J'ai souffert de cela pendant des années, car même aux réunions de femmes il n' y avait pas d'enfants, donc je ne me sentais pas la liberté d'y participer avec mes petits bouts. C'est  d'ailleurs l'une des raisons qui m'ont motivée à créer le concept des Rencontres de Mamans ( voir article sur le sujet), avec en plus le désir de partager tout ce que je découvrais et recevais dans les différents domaines qui concernent la vie des mamans.

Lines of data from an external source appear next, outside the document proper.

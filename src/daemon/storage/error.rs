use std::path::PathBuf;

use thiserror::Error;

/// Errors produced by [EventStore](super::event_store::EventStore).
#[derive(Debug, Error)]
pub enum StoreError {
    /// The database file couldn't be opened. Usually means another process holds it for a moment.
    #[error("store at {path:?} is unavailable: {source}")]
    Unavailable {
        path: PathBuf,
        #[source]
        source: duckdb::Error,
    },

    #[error("DuckDB error: {0}")]
    DuckDb(#[from] duckdb::Error),

    #[error("IO error: {0}")]
    Io(#[from] std::io::Error),

    #[error("JSON error: {0}")]
    Json(#[from] serde_json::Error),

    #[error("store has schema version {found}, newest supported is {supported}")]
    SchemaTooNew { found: i64, supported: i64 },

    #[error("invalid value in column {column}: {value}")]
    InvalidValue { column: &'static str, value: String },
}

impl StoreError {
    /// Transient errors are worth retrying after a pause. Everything else points at bad data or a
    /// bad query and retrying won't change the outcome.
    pub fn is_transient(&self) -> bool {
        matches!(self, StoreError::Unavailable { .. } | StoreError::Io(_))
    }
}

pub type StoreResult<T> = Result<T, StoreError>;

La situation était aussi aggravée lorsque j'entendais des prédications qui mettaient l'accent sur l'importance de la participation aux réunions autres que le culte, avec souvent le sous-entendu que c'est à la quantité de réunions fréquentées que l'on peut mesurer le degré d'engagement dans la vie chrétienne ... De quoi se sentir bien coupable et mal à l'aise devant Dieu ...  Et comme j'ai beacoup d'enfants, qui en plus n'ont jamais été véritablement des adeptes de la garderie ou de l'école du dimanche, ma situation de désert spirituel et de révolte contre l'organisation du culte et des réunions chrétiennes qui sépare les générations au lieu de les réunir pour mieux les unir, a duré très, très longtemps (d'autant plus que j'avais des exemples contraires de réunions laïques très sérieuses entre adultes où les enfants étaient considérés différemment et trouvaient leur place moyennant quelques aménagements et une certaine souplesse / acceptation de la part de chacun).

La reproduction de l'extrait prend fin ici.